National Board of Examinations (NBE) under the Union Ministry of Health and Family Welfare awards Diplomate of National Board (DNB) title to candidates who complete their postgraduate or postdoctoral medical education under it. DNB in smaller hospitals is not able to get accreditation even though they have all the required facilities. Hospitals incur a cost for running the program and paying stipends which may deter them from increasing the seats. The industry should engage with the National Board and impress upon them to revise the criteria on a minimum number of beds to start the DNB program. Encouraging the faculty to actively participate in academics & research which will also help in increasing the DNB seats and provide high-quality training.
Improving Quality is even more humungous task. Patient safety and quality improvement programme have become terms used by doctors and other healthcare workers with very little understanding. Though national and international quality certification organisations have brought a quality focus, the gap still exists, especially in rural areas.
To improve quality, several reform measures need to be implemented urgently. First, clinical quality and patient safety should be part of the curriculum in all healthcare-related courses. Secondly, there should be minimum quality standards that all organization must follow which should also include surgical safety checklist, infection control and antibiotic stewardship. Thirdly, outcome indicators for a few of the common procedures need to be defined and the same should be captured and reported through a portal along with other important indicators.

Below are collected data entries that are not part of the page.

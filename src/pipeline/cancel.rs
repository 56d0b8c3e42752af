//! Cooperative cancellation for aggregate runs.

use std::sync::atomic::{AtomicBool, Ordering};
use std::sync::Arc;

/// Shared flag polled between passes of an aggregate loop.
///
/// Clones share the flag, so a signal handler or another thread can hold one
/// while the graph runs. The loop resets the flag when it stops on it.
#[derive(Debug, Clone, Default)]
pub struct CancelToken {
    requested: Arc<AtomicBool>,
}

impl CancelToken {
    pub fn new() -> Self {
        Self::default()
    }

    pub fn cancel(&self) {
        self.requested.store(true, Ordering::Relaxed);
    }

    pub fn is_cancelled(&self) -> bool {
        self.requested.load(Ordering::Relaxed)
    }

    pub fn reset(&self) {
        self.requested.store(false, Ordering::Relaxed);
    }
}
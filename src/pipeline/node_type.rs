//! Node type enumeration.
//!
//! A closed set of behaviour variants. Definition files name them in
//! `snake_case` (`kind = "filter"`), and topology snapshots carry them so a
//! renderer can style nodes by kind.

use serde::{Deserialize, Serialize};

/// Types of nodes a graph can hold.
#[derive(Debug, Clone, Copy, PartialEq, Eq, Hash, Serialize, Deserialize)]
#[serde(rename_all = "snake_case")]
pub enum NodeType {
    /// Pulls one item per pass from a generator.
    Source,
    /// Maps upstream values to a new value.
    Transform,
    /// Runs for effect and passes its inputs through.
    Action,
    /// Passes its inputs through or voids the pass.
    Filter,
    /// Facade node created by a `Pipeline` around its terminal.
    Pipeline,
}

impl NodeType {
    /// Get the display name for this node type.
    pub fn display_name(&self) -> &'static str {
        match self {
            NodeType::Source => "Source",
            NodeType::Transform => "Transform",
            NodeType::Action => "Action",
            NodeType::Filter => "Filter",
            NodeType::Pipeline => "Pipeline",
        }
    }

    /// Lowercase prefix used for generated node names (`filter#3`).
    pub fn slug(&self) -> &'static str {
        match self {
            NodeType::Source => "source",
            NodeType::Transform => "transform",
            NodeType::Action => "action",
            NodeType::Filter => "filter",
            NodeType::Pipeline => "pipeline",
        }
    }

    /// Get all node types a definition file may declare.
    pub fn declarable() -> &'static [NodeType] {
        &[
            NodeType::Source,
            NodeType::Transform,
            NodeType::Action,
            NodeType::Filter,
        ]
    }
}

impl std::fmt::Display for NodeType {
    fn fmt(&self, f: &mut std::fmt::Formatter<'_>) -> std::fmt::Result {
        write!(f, "{}", self.display_name())
    }
}

#[cfg(test)]
mod tests {
    use super::*;

    #[test]
    fn test_serde_names() {
        let t: NodeType = serde_json::from_str("\"filter\"").unwrap();
        assert_eq!(t, NodeType::Filter);
        assert_eq!(serde_json::to_string(&NodeType::Source).unwrap(), "\"source\"");
    }

    #[test]
    fn test_declarable_excludes_pipeline() {
        assert!(!NodeType::declarable().contains(&NodeType::Pipeline));
        assert_eq!(NodeType::declarable().len(), 4);
    }
}
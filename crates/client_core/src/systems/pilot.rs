//! Pilot seat: drag gestures become thrust targets.

use super::PointerEvent;
use glam::Vec2;
use net_core::command::ClientCmd;

/// Last recorded drag location. `None` doubles as the "no active drag"
/// sentinel, so a cancel is only ever sent while a drag is live.
#[derive(Debug, Clone, Copy, Default, PartialEq)]
pub struct DragState {
    last: Option<Vec2>,
}

impl DragState {
    #[must_use]
    pub fn dragging(&self) -> bool {
        self.last.is_some()
    }
}

/// Map one pointer event through the pilot state machine, appending any
/// resulting commands to `out`.
///
/// A held pointer that has not moved since the last event emits nothing;
/// equality suppression keeps a stationary drag from flooding identical
/// thrust targets every frame.
pub fn handle_pilot_event(state: &mut DragState, ev: &PointerEvent, out: &mut Vec<ClientCmd>) {
    match ev {
        PointerEvent::Down(at) | PointerEvent::Move { at, held: true } => {
            if state.last != Some(at.local) {
                out.push(ClientCmd::ThrustTowards(Some(at.local)));
            }
            state.last = Some(at.local);
        }
        PointerEvent::Move { held: false, .. } => {}
        PointerEvent::Up | PointerEvent::Leave => {
            if state.last.take().is_some() {
                out.push(ClientCmd::ThrustTowards(None));
            }
        }
    }
}
//! Session identity and seat-role lookup.
//!
//! The roster in each snapshot is ordered; whoever sits at index 0 flies
//! the ship, everyone else runs the turret. A participant missing from the
//! roster (not yet synced) defaults to gunner. That default is a rendering
//! concern, not an authorization boundary; the server validates commands
//! on its own.

use net_core::snapshot::PlayerId;

/// Closed two-seat classification.
#[derive(Debug, Clone, Copy, PartialEq, Eq)]
pub enum Role {
    Pilot,
    Gunner,
}

impl Role {
    /// Role of `local` given the current roster order.
    #[must_use]
    pub fn of(local: PlayerId, roster: &[PlayerId]) -> Self {
        match roster.iter().position(|p| *p == local) {
            Some(0) => Self::Pilot,
            _ => Self::Gunner,
        }
    }
}

/// Immutable local participant identity. Roles are recomputed from the
/// live roster at every decision point, so a roster reorder (say, the
/// pilot disconnecting) takes effect on the next event.
#[derive(Debug, Clone, Copy, PartialEq, Eq)]
pub struct Session {
    pub local_id: PlayerId,
}

impl Session {
    #[must_use]
    pub fn new(local_id: PlayerId) -> Self {
        Self { local_id }
    }

    #[must_use]
    pub fn role(&self, roster: &[PlayerId]) -> Role {
        Role::of(self.local_id, roster)
    }

    #[must_use]
    pub fn is_pilot(&self, roster: &[PlayerId]) -> bool {
        self.role(roster) == Role::Pilot
    }
}

#[cfg(test)]
mod tests {
    use super::*;

    #[test]
    fn first_seat_is_pilot() {
        let roster = [PlayerId(7), PlayerId(9)];
        assert_eq!(Role::of(PlayerId(7), &roster), Role::Pilot);
        assert_eq!(Role::of(PlayerId(9), &roster), Role::Gunner);
    }

    #[test]
    fn missing_from_roster_defaults_to_gunner() {
        assert_eq!(Role::of(PlayerId(1), &[]), Role::Gunner);
        assert_eq!(Role::of(PlayerId(1), &[PlayerId(2)]), Role::Gunner);
    }

    #[test]
    fn role_follows_roster_reorder() {
        let session = Session::new(PlayerId(9));
        assert!(!session.is_pilot(&[PlayerId(7), PlayerId(9)]));
        // Pilot disconnects; the remaining player takes the front seat.
        assert!(session.is_pilot(&[PlayerId(9)]));
    }
}
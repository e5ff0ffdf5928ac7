//! Telemetry init for demos and local debugging (pretty logs in dev).

pub fn init_telemetry(dev_pretty: bool) {
    use tracing_subscriber::layer::SubscriberExt;
    use tracing_subscriber::util::SubscriberInitExt;
    use tracing_subscriber::{fmt, EnvFilter, Layer};

    let filter = std::env::var("RUST_LOG").unwrap_or_else(|_| "info".to_string());
    let filter = EnvFilter::try_new(filter).unwrap_or_else(|_| EnvFilter::new("info"));
    let fmt_layer = if dev_pretty {
        fmt::layer().pretty().boxed()
    } else {
        fmt::layer().boxed()
    };
    // Repeated init (e.g. from tests) is fine; later calls are no-ops.
    let _ = tracing_subscriber::registry()
        .with(filter)
        .with(fmt_layer)
        .try_init();
}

Here, the most important task is to create a quality culture in hospitals and encourage hospitals to honestly self monitor the laid down the Key Performance Indicators (KPI). But the tough task would be creating an environment of confidence and encourage hospitals to voluntarily report the identified KPI. The hospitals who report the data voluntarily shall, in turn, get an update on the national averages on KPI’s for various categories of hospitals. This will help them to internal benchmark themselves.
On various forums, NATHEALTH strongly recommended that the KPIs need to focus on parameters such as Compliance, Patient Safety Measures, Quality Parameters, Clinical Outcomes, and Patient Experience. The healthcare outcome measures shall include mortality, the safety of care, readmission, patient experience, and timeliness of care. There should be a process to sensitise and educate hospitals on the laid down parameters and help them implement the same. Based on the above parameters there should be a methodology that would quantitatively assess the overall hospital quality. There is also a need to come up with guidelines & criteria for centres of excellence.
It is time to review and restructure the current health systems especially to improve quality and skills. Quality and skilling standards need to be defined and institutionalised. India must take lessons from advanced systems but need to India-centric system that is capable of providing quality and affordable healthcare to all.